YOUR TASK →
Throughout the records below, find the lines with the string "impl" and give how many there are, nothing else.

=== Section Start ===

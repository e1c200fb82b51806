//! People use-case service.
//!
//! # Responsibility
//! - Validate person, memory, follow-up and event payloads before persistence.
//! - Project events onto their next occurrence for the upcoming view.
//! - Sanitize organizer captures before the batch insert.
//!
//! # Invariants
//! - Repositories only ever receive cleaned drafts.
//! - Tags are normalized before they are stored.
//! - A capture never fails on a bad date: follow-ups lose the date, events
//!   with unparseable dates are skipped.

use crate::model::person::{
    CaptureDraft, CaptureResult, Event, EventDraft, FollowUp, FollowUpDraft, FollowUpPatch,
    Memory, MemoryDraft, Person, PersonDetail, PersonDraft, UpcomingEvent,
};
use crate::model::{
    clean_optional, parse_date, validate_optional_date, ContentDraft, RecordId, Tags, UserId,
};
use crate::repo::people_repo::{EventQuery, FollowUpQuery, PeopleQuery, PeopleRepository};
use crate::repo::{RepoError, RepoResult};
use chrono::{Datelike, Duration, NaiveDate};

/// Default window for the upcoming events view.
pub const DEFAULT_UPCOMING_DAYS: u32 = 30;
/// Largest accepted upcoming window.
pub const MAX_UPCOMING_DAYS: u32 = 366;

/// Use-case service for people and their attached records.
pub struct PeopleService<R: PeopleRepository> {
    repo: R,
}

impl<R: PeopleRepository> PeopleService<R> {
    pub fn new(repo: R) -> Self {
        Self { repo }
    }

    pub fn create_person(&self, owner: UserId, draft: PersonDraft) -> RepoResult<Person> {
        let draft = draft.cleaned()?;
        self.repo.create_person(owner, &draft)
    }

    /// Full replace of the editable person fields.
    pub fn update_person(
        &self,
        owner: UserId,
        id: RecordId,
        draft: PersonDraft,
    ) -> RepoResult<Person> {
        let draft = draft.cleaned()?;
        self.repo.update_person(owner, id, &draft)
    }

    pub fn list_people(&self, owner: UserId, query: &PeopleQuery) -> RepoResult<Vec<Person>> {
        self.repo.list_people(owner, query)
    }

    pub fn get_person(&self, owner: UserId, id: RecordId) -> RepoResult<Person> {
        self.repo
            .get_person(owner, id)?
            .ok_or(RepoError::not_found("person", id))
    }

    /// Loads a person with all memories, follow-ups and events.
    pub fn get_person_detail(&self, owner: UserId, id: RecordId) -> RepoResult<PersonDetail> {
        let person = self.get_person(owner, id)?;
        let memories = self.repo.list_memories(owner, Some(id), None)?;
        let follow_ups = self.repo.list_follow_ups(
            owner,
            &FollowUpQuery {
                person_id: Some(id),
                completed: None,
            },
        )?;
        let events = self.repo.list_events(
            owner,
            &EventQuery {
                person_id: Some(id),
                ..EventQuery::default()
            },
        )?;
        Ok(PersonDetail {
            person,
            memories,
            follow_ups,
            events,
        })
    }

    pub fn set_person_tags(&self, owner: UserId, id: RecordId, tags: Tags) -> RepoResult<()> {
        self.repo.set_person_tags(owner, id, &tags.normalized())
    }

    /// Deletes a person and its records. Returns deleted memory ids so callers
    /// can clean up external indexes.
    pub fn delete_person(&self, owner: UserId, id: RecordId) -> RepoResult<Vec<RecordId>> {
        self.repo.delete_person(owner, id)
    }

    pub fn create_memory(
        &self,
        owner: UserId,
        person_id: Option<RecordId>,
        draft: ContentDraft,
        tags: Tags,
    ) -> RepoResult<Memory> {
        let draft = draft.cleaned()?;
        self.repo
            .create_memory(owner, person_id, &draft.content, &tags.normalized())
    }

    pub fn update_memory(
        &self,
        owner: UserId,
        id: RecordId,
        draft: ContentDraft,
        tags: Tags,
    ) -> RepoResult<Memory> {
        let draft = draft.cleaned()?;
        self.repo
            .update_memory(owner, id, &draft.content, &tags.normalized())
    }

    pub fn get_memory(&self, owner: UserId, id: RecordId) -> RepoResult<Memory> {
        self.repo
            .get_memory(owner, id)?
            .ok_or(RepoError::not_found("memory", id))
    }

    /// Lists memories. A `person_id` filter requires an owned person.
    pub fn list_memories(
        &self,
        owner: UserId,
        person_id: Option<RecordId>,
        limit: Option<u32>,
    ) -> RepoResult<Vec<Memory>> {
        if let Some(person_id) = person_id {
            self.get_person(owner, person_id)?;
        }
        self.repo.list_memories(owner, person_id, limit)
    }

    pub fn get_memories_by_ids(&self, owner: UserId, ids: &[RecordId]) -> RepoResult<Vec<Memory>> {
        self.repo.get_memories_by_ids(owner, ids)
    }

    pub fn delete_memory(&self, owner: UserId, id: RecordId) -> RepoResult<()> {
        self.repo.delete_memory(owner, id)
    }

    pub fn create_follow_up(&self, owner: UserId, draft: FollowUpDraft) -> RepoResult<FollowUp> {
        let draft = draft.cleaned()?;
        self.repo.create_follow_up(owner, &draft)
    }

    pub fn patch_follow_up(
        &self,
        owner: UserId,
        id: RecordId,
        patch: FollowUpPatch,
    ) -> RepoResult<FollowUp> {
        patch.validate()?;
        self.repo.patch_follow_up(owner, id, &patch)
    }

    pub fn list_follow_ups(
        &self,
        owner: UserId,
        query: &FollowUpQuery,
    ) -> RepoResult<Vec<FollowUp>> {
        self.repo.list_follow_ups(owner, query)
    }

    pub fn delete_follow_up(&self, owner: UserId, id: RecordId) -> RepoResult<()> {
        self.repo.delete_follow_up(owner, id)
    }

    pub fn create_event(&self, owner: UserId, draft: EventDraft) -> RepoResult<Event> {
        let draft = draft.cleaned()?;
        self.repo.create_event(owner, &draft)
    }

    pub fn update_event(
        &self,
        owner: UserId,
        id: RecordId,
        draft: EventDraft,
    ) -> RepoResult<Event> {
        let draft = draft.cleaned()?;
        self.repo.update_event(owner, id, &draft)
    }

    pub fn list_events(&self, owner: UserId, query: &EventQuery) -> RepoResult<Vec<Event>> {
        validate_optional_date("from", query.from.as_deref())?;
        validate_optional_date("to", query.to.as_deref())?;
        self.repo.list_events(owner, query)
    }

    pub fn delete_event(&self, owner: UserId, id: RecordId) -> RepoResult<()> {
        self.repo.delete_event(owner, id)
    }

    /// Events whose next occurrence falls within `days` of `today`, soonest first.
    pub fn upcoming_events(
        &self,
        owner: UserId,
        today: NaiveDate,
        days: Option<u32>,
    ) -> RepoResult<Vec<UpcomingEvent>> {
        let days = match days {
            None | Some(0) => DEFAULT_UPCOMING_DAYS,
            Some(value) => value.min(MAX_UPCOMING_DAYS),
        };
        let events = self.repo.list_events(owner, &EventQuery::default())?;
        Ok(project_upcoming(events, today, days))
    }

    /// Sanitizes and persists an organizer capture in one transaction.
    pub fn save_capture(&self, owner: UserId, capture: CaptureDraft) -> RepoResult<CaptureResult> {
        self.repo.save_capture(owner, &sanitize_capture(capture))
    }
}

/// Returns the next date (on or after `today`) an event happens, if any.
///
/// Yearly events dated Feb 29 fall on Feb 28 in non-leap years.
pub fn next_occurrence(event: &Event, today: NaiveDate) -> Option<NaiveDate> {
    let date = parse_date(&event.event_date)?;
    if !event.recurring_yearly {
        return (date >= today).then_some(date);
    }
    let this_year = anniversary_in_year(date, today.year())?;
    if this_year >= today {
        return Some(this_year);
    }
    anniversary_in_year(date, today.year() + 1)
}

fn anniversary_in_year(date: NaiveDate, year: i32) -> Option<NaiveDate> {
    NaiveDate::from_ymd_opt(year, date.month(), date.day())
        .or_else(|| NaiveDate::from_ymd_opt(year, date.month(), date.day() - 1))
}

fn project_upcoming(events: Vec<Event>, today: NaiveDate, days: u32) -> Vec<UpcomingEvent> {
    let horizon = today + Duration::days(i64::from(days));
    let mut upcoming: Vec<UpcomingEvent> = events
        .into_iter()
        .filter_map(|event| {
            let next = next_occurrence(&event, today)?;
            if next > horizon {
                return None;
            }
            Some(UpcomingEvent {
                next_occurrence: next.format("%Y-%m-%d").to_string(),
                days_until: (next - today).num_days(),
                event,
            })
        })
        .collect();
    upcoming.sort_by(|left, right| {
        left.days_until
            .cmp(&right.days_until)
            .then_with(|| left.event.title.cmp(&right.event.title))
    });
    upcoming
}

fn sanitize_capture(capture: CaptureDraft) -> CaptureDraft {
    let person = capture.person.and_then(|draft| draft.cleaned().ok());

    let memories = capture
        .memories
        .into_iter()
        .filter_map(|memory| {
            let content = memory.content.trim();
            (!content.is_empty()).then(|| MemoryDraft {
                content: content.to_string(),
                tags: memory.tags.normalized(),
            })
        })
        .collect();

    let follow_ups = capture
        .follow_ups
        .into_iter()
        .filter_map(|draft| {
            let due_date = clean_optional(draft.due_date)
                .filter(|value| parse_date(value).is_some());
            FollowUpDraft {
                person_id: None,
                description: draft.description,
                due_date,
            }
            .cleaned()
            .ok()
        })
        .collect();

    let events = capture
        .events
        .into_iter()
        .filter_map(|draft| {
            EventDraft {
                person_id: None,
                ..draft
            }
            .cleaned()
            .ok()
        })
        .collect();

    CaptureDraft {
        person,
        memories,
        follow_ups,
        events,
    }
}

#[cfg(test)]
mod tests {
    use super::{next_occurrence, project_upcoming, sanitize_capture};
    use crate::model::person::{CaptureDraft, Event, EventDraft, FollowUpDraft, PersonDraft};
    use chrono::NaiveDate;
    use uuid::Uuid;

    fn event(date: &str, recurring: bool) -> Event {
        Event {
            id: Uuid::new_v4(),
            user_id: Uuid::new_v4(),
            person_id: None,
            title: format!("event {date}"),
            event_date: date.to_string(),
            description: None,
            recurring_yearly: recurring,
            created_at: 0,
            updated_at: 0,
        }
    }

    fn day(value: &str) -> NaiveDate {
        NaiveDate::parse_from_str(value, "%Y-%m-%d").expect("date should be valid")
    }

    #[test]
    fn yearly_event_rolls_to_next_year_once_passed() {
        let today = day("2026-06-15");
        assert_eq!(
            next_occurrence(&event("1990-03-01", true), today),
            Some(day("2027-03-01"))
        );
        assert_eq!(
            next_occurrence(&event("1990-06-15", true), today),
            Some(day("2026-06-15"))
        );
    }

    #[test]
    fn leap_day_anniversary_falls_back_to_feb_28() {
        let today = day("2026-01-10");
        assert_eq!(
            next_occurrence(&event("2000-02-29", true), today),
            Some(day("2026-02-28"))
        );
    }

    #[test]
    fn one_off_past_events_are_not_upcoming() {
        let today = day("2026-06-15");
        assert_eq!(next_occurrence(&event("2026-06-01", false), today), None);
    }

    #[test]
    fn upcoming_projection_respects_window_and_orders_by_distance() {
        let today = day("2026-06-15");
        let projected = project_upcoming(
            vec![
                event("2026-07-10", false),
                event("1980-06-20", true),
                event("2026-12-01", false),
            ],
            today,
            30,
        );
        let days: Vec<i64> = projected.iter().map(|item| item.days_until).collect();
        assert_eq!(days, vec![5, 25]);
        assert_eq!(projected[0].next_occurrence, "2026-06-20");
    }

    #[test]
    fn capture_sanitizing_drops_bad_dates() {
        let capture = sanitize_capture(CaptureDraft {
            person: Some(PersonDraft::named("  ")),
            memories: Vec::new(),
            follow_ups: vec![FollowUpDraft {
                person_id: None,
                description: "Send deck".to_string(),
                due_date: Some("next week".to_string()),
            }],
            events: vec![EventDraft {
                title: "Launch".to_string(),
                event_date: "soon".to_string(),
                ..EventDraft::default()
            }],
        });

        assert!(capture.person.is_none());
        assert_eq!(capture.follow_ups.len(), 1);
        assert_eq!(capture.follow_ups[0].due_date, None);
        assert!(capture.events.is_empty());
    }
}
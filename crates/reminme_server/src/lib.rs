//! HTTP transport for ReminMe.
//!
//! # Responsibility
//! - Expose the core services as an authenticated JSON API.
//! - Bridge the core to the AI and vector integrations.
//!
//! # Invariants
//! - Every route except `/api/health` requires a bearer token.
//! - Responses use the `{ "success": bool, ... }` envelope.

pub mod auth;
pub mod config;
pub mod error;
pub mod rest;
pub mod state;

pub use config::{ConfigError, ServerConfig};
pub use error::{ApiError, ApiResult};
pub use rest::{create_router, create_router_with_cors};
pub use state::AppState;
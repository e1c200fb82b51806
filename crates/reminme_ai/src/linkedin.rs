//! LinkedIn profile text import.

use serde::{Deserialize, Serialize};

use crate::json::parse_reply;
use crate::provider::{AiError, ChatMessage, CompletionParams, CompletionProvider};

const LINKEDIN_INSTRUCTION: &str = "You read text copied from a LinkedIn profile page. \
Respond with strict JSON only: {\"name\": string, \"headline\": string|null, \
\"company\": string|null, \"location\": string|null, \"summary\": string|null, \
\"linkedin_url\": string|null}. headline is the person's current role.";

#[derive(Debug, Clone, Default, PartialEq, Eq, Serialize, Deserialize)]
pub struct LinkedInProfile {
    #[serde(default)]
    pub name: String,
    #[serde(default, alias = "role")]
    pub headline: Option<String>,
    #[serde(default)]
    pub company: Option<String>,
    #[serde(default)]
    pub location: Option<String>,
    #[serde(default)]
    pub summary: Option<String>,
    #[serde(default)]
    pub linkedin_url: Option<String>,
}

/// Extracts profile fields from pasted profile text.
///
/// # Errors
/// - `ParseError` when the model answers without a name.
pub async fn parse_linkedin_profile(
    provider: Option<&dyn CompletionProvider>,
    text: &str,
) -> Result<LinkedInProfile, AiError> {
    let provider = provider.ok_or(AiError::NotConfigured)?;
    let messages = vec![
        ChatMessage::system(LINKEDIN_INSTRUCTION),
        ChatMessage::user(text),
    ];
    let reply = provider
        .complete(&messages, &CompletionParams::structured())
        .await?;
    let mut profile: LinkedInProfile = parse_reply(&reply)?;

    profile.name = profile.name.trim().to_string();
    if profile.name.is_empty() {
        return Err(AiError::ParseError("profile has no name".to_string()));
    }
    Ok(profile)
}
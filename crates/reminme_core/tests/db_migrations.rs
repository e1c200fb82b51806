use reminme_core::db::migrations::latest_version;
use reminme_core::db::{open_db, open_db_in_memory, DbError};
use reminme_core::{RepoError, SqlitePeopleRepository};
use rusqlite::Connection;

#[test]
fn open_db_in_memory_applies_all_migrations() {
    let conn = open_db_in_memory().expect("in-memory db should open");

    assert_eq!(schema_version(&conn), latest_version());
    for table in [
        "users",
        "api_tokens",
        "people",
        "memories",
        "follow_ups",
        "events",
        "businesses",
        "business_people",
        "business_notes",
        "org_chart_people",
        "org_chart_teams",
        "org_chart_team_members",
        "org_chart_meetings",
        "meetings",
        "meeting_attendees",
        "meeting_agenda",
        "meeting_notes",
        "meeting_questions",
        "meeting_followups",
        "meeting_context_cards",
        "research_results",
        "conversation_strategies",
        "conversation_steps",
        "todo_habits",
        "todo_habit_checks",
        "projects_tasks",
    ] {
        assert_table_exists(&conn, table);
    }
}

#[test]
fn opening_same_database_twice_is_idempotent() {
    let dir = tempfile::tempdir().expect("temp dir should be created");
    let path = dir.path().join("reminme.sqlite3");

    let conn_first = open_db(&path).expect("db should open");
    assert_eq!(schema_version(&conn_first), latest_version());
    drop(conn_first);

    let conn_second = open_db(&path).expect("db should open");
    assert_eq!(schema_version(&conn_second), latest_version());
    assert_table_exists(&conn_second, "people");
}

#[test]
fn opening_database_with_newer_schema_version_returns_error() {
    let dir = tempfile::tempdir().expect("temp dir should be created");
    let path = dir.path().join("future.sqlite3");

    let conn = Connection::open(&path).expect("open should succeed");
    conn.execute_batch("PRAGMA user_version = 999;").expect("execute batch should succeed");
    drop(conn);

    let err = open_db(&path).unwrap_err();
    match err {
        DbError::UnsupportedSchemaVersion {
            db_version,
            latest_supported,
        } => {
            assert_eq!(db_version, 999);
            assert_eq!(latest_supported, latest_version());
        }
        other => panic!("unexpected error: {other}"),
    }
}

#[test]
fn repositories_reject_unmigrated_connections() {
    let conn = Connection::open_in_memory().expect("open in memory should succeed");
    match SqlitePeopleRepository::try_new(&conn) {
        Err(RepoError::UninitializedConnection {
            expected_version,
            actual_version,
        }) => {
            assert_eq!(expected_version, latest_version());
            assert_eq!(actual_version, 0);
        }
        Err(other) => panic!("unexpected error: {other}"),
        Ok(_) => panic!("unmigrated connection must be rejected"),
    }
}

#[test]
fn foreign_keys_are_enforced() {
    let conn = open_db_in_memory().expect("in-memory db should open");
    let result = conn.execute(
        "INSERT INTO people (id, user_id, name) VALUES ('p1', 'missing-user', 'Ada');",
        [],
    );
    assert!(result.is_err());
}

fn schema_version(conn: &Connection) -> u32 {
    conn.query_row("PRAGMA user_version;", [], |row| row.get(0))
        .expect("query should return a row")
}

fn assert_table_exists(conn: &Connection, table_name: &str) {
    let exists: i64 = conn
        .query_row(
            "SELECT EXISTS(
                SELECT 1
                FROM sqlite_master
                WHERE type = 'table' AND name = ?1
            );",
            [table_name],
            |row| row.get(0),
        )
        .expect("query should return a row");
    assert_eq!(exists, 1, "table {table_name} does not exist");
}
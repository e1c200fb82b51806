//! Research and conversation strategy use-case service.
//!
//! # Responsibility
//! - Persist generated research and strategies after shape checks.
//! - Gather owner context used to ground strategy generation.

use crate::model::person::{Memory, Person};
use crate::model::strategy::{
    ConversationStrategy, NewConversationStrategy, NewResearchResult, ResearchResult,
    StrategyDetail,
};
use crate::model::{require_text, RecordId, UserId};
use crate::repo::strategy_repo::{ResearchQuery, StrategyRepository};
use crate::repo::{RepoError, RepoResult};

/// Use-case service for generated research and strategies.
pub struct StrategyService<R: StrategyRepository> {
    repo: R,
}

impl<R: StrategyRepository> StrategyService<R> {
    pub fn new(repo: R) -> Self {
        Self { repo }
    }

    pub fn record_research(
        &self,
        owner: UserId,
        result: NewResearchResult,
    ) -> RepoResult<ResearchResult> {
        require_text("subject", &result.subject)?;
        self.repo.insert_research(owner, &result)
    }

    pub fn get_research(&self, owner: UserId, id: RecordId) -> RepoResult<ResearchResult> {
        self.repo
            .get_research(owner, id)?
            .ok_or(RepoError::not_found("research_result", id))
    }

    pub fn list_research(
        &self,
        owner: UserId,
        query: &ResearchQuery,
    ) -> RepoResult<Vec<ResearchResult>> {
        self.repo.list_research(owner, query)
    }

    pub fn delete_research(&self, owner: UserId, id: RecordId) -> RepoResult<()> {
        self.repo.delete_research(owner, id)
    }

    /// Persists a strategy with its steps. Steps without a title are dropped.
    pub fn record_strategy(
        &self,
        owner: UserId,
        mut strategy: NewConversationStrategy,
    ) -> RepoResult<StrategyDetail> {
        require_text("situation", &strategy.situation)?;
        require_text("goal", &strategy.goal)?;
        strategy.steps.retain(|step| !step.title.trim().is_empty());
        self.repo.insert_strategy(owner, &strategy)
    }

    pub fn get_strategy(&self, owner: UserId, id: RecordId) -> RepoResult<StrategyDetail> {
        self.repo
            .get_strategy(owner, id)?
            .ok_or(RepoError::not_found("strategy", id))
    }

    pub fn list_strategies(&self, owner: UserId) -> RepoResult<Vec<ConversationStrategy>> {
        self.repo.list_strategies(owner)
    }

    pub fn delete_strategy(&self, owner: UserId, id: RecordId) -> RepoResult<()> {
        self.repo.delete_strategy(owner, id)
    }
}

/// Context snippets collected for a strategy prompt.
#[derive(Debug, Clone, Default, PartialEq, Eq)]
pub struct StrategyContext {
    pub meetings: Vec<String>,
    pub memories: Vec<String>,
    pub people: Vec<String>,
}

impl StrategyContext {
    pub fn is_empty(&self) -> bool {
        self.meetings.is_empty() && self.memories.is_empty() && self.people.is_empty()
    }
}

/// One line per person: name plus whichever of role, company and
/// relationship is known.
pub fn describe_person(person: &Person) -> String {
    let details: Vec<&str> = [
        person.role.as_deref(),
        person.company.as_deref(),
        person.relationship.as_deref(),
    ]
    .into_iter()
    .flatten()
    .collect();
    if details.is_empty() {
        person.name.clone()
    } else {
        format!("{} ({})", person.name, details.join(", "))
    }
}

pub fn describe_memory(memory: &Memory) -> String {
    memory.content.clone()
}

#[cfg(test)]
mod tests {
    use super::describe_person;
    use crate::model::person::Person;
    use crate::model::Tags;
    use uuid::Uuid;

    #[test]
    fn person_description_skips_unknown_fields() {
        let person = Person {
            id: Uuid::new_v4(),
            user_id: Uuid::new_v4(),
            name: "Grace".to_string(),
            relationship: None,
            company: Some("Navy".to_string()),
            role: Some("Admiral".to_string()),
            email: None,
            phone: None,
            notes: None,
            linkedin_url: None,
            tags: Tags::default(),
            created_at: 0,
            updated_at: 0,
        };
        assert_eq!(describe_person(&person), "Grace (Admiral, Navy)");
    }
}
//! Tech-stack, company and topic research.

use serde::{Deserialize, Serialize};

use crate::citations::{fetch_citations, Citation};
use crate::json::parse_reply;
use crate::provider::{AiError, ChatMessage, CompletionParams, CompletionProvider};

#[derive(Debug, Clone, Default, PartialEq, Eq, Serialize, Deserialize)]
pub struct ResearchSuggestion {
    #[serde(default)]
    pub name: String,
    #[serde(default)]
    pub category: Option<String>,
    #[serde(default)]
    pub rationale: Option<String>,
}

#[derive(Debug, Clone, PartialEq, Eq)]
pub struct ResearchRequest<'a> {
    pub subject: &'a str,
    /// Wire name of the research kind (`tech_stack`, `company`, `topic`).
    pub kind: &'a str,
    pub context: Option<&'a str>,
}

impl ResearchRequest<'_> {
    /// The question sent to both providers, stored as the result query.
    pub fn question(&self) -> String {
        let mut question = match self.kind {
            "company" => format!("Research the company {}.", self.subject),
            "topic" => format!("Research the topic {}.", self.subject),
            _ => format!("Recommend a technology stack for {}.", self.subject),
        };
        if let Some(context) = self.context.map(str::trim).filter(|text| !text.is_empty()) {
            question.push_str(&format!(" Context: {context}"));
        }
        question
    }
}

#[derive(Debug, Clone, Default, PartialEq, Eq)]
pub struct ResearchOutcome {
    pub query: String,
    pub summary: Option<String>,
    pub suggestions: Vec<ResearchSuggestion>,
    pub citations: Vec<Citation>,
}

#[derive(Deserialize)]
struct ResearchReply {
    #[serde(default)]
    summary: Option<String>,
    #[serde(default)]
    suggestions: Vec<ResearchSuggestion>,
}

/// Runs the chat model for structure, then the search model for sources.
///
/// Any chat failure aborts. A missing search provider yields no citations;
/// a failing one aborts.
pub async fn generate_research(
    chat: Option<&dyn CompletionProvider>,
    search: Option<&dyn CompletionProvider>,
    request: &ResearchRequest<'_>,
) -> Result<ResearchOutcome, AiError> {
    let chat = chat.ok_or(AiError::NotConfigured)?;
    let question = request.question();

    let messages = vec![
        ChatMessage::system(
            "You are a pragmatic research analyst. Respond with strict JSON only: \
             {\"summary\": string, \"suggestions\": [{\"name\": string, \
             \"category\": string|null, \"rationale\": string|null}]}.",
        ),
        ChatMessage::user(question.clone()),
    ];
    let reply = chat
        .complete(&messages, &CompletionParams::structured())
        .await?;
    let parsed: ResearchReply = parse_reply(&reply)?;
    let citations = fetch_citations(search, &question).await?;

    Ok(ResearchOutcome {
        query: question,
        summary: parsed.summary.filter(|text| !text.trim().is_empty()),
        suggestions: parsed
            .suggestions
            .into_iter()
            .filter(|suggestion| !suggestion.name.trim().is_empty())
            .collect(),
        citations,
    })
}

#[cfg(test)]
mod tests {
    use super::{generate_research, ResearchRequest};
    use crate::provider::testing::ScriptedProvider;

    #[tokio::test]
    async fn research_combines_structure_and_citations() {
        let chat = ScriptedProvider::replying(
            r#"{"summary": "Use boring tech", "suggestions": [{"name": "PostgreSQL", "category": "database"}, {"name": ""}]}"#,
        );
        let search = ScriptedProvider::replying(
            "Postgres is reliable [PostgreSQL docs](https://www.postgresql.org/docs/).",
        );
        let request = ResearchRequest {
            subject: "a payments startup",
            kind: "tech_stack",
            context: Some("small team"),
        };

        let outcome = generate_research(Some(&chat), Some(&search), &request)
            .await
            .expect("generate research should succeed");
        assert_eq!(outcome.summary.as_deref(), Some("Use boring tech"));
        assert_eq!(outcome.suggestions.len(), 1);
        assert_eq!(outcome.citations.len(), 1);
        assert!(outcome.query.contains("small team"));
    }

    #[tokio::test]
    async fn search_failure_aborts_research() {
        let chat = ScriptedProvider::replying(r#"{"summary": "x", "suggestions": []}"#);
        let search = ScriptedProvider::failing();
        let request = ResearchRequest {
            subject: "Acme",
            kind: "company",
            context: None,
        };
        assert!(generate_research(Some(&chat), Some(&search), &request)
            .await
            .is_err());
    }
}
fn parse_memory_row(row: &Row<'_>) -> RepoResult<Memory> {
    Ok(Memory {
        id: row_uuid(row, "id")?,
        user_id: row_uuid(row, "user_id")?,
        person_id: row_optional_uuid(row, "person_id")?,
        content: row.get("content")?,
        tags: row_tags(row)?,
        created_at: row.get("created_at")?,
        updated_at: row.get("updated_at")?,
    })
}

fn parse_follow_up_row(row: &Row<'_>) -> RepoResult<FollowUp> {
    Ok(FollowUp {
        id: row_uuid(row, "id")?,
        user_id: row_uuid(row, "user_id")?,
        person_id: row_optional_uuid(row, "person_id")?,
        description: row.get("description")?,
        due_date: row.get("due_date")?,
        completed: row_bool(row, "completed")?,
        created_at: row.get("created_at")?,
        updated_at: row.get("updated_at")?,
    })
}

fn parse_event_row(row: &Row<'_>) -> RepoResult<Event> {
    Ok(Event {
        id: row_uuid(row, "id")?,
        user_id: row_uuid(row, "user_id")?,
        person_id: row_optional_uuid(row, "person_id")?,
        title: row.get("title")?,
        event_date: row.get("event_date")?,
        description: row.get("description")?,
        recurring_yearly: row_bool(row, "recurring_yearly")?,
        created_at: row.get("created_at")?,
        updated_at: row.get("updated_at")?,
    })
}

=== Section End ===

ANSWER TO THIS TASK →
4